The 2013 Russian Federation National Award for Science and Technology has been conferred to Alexander Chubaryan for fundamental results in researching the history of Russian-European relations in the 19th and 20th centuries and for his major contribution to developing new conceptual approaches to teaching history at school and university level in Russia.
Alexander Chubaryan was born on October 14, 1931, in Moscow. He is a member of the Russian Academy of Sciences and Director of the Russian Academy of Sciences’ Institute of General History.
Mr Chubaryan is one of Russia’s foremost experts in the history of Russian-European relations in the 19th and 20th centuries. His works present and explain the essence of what he terms ‘Russian Europeanism’, which blends the basic foundations of European civilisation and culture with Russia’s specific features that have their roots in in the country’s geographical location, multi-ethnic and multi-faith makeup, specific historic traditions and spiritual legacy. The concept he has developed has gained wide recognition in Russia and abroad, and his monographs have been published in France, Britain, Germany and the United States.

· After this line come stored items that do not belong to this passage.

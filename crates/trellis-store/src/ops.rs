//! The five deterministic command operations.
//!
//! Each operation receives a command's positional arguments and an open
//! write transaction, and returns the serialized result bytes. The
//! replicated apply path hands every command a fresh write transaction; a
//! write transaction is also a read transaction, so the read operations
//! run under it unchanged.
//!
//! Argument shape is validated before any engine call, so a rejected
//! command leaves the transaction untouched. Write operations commit on
//! their own success path and return empty bytes; read operations never
//! commit — the applier aborts the transaction after a read. Operating on
//! an absent row is not an error anywhere: reads return a zero-entry
//! result and deletes succeed as no-ops.
//!
//! Argument layout (positional, order-significant):
//!
//! | Operation | args\[0\] | args\[1\] | args\[2..\] |
//! |-----------|-----------|-----------|-------------|
//! | `PutCols` | row key | table name | column key/value pairs, even count |
//! | `PutRow`  | row key | table name | column key/value pairs, even count |
//! | `GetRow`  | row key | table name | (none) |
//! | `GetCols` | row key | table name | requested column names |
//! | `DelRow`  | row key | table name | (none) |

use bytes::Bytes;
use trellis_common::{StoreError, StoreResult};

use crate::engine::{TableHandle, Transaction, WriteTransaction};
use crate::keycodec;
use crate::scanner;
use crate::wire;

/// Writes the given columns into a row, overwriting existing values for
/// the same column keys and leaving other columns alone.
pub fn put_cols(args: &[Bytes], txn: &mut dyn WriteTransaction) -> StoreResult<Bytes> {
    let (row_key, table_name) = require_base(args)?;
    let pairs = require_pairs(args)?;
    let table = txn.open_table(table_name, true)?;
    write_cols(txn, table, row_key, pairs)?;
    txn.commit()?;
    Ok(Bytes::new())
}

/// Replaces a row wholesale: deletes every existing column entry for the
/// row, then writes the given columns. Both phases run in the one
/// transaction, so a concurrent reader sees the old row in full or the
/// new row in full, never a mix.
pub fn put_row(args: &[Bytes], txn: &mut dyn WriteTransaction) -> StoreResult<Bytes> {
    let (row_key, table_name) = require_base(args)?;
    let pairs = require_pairs(args)?;
    let table = txn.open_table(table_name, true)?;
    delete_row_entries(txn, table, row_key)?;
    write_cols(txn, table, row_key, pairs)?;
    txn.commit()?;
    Ok(Bytes::new())
}

/// Fetches a full row, serialized in column-key order.
pub fn get_row(args: &[Bytes], txn: &mut dyn WriteTransaction) -> StoreResult<Bytes> {
    read_row(args, txn)
}

/// Fetches the requested columns of a row. An empty request list means no
/// filter was supplied and fetches the full row; callers wanting zero
/// columns must not issue the command.
pub fn get_cols(args: &[Bytes], txn: &mut dyn WriteTransaction) -> StoreResult<Bytes> {
    read_cols(args, txn)
}

/// Deletes every column entry of a row. Deleting an absent row is a no-op
/// success.
pub fn del_row(args: &[Bytes], txn: &mut dyn WriteTransaction) -> StoreResult<Bytes> {
    let (row_key, table_name) = require_exact(args)?;
    let table = txn.open_table(table_name, true)?;
    delete_row_entries(txn, table, row_key)?;
    txn.commit()?;
    Ok(Bytes::new())
}

/// `GetRow` against any transaction, including a read-only one. The local
/// read path serves this from an engine snapshot without going through
/// the command log.
pub fn read_row<T>(args: &[Bytes], txn: &mut T) -> StoreResult<Bytes>
where
    T: Transaction + ?Sized,
{
    let (row_key, table_name) = require_exact(args)?;
    let table = txn.open_table(table_name, true)?;
    let entries = scanner::scan_row(txn, table, row_key, None)?;
    Ok(wire::encode_columns(&entries))
}

/// `GetCols` against any transaction, including a read-only one.
pub fn read_cols<T>(args: &[Bytes], txn: &mut T) -> StoreResult<Bytes>
where
    T: Transaction + ?Sized,
{
    let (row_key, table_name) = require_base(args)?;
    let names = &args[2..];
    let filter = if names.is_empty() { None } else { Some(names) };
    let table = txn.open_table(table_name, true)?;
    let entries = scanner::scan_row(txn, table, row_key, filter)?;
    Ok(wire::encode_columns(&entries))
}

/// Packs and writes each `(columnKey, columnValue)` pair of the row.
fn write_cols(
    txn: &mut dyn WriteTransaction,
    table: TableHandle,
    row_key: &[u8],
    pairs: &[Bytes],
) -> StoreResult<()> {
    for pair in pairs.chunks_exact(2) {
        let packed = keycodec::pack(row_key, &pair[0]);
        txn.put(table, &packed, pair[1].clone())?;
    }
    Ok(())
}

/// Deletes every column entry of the row: collect the packed keys with
/// the boundary scan, then delete each within the same transaction.
fn delete_row_entries(
    txn: &mut dyn WriteTransaction,
    table: TableHandle,
    row_key: &[u8],
) -> StoreResult<()> {
    let packed_keys = scanner::collect_row_keys(txn, table, row_key)?;
    for key in packed_keys {
        txn.delete(table, &key)?;
    }
    Ok(())
}

fn require_base(args: &[Bytes]) -> StoreResult<(&[u8], &[u8])> {
    if args.len() < 2 {
        return Err(StoreError::InvalidArguments(format!(
            "expected a row key and table name, got {} arguments",
            args.len()
        )));
    }
    Ok((&args[0], &args[1]))
}

fn require_exact(args: &[Bytes]) -> StoreResult<(&[u8], &[u8])> {
    if args.len() != 2 {
        return Err(StoreError::InvalidArguments(format!(
            "expected exactly a row key and table name, got {} arguments",
            args.len()
        )));
    }
    Ok((&args[0], &args[1]))
}

fn require_pairs(args: &[Bytes]) -> StoreResult<&[Bytes]> {
    let pairs = &args[2..];
    if pairs.len() % 2 != 0 {
        return Err(StoreError::InvalidArguments(format!(
            "column arguments must be key/value pairs, got odd count {}",
            pairs.len()
        )));
    }
    Ok(pairs)
}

Another area of Mr Chubaryan’s interest and research is the history of international relations in the 20th century. His research examines the evolution of international political systems, the links between domestic and foreign policy, and ideology’s influence on international relations.
Over recent years, Mr Chubaryan has developed and put forward a series of conceptual proposals for raising the role of humanities in Russia as part of the country’s overall modernisation.
Mr Chubaryan is actively involved in writing textbooks and teaching aids for schools and universities. He is overseeing work on a major project – the 18-volume Russian Historical Encyclopaedia.
As long-time head of one of Russia’s biggest research institutes, Mr Chubaryan helps to systematise the study and teaching of general history and organises annual conferences for heads of history departments at Russia’s leading universities.
Mr Chubaryan has achieved recognition at the international level, as is reflected in his participation in running the International Committee of Historical Sciences and the International Association of Modern European History. He is the recipient of a number of foreign state awards.